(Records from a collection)
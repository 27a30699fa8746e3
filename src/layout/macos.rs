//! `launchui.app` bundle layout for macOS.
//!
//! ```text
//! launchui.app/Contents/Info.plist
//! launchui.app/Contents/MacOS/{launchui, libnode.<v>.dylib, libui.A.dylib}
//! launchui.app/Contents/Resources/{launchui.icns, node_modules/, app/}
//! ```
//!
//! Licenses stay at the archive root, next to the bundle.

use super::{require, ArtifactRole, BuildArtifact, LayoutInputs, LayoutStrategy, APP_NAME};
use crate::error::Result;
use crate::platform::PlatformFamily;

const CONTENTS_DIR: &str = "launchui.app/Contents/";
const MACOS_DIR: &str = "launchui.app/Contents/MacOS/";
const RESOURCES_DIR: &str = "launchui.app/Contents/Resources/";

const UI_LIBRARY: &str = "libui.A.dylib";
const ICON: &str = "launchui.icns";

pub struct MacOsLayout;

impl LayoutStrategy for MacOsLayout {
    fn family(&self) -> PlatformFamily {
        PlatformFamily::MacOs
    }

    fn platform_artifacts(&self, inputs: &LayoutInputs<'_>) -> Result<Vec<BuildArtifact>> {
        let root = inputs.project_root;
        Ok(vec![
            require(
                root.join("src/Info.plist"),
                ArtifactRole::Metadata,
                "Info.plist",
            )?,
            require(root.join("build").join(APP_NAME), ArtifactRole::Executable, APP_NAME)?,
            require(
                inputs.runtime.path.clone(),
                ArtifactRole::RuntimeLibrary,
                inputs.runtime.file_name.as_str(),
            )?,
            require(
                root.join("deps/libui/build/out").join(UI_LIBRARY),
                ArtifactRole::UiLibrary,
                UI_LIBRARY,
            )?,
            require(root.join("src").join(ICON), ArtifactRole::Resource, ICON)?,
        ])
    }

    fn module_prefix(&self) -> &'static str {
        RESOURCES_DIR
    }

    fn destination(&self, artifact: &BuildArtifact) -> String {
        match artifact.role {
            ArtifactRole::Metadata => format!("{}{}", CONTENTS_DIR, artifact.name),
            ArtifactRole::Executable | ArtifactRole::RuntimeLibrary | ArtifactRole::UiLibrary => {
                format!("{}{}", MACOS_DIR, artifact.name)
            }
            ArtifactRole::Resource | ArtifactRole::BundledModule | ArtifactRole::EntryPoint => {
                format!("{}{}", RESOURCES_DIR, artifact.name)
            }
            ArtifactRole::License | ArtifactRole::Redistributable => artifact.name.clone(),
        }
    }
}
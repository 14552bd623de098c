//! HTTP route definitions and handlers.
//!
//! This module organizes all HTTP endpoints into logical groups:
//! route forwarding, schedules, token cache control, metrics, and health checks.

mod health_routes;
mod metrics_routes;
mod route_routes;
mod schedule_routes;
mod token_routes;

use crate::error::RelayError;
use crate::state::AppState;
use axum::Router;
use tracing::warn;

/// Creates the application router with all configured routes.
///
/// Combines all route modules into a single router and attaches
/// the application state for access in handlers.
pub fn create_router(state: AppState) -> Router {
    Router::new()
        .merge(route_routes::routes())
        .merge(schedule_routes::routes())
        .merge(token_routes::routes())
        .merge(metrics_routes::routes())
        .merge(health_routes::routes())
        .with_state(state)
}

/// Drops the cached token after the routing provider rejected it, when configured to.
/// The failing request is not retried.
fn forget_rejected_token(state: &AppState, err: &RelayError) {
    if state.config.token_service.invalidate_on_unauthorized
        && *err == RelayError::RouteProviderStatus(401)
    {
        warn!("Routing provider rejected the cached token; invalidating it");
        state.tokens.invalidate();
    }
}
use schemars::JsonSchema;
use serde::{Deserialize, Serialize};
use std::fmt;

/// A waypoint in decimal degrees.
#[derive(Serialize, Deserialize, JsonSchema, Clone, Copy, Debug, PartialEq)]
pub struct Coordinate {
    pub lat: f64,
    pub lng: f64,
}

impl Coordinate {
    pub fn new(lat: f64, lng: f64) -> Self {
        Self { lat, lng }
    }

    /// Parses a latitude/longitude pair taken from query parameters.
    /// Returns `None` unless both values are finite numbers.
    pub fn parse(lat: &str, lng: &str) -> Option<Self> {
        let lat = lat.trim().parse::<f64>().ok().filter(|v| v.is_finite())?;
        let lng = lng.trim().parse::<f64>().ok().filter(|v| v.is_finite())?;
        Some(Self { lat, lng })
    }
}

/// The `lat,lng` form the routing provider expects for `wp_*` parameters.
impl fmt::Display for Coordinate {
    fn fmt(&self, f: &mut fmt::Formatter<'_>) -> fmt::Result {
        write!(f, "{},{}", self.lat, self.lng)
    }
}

Task prompt: Print the records verbatim, stopping after the "use crate::platform::PlatformFamily;" line.

Response to the exercise:
repository 27a30699fa8746e3
filename src/layout/macos.rs
//! `launchui.app` bundle layout for macOS.
//!
//! ```text
//! launchui.app/Contents/Info.plist
//! launchui.app/Contents/MacOS/{launchui, libnode.<v>.dylib, libui.A.dylib}
//! launchui.app/Contents/Resources/{launchui.icns, node_modules/, app/}
//! ```
//!
//! Licenses stay at the archive root, next to the bundle.

use super::{require, ArtifactRole, BuildArtifact, LayoutInputs, LayoutStrategy, APP_NAME};
use crate::error::Result;
use crate::platform::PlatformFamily;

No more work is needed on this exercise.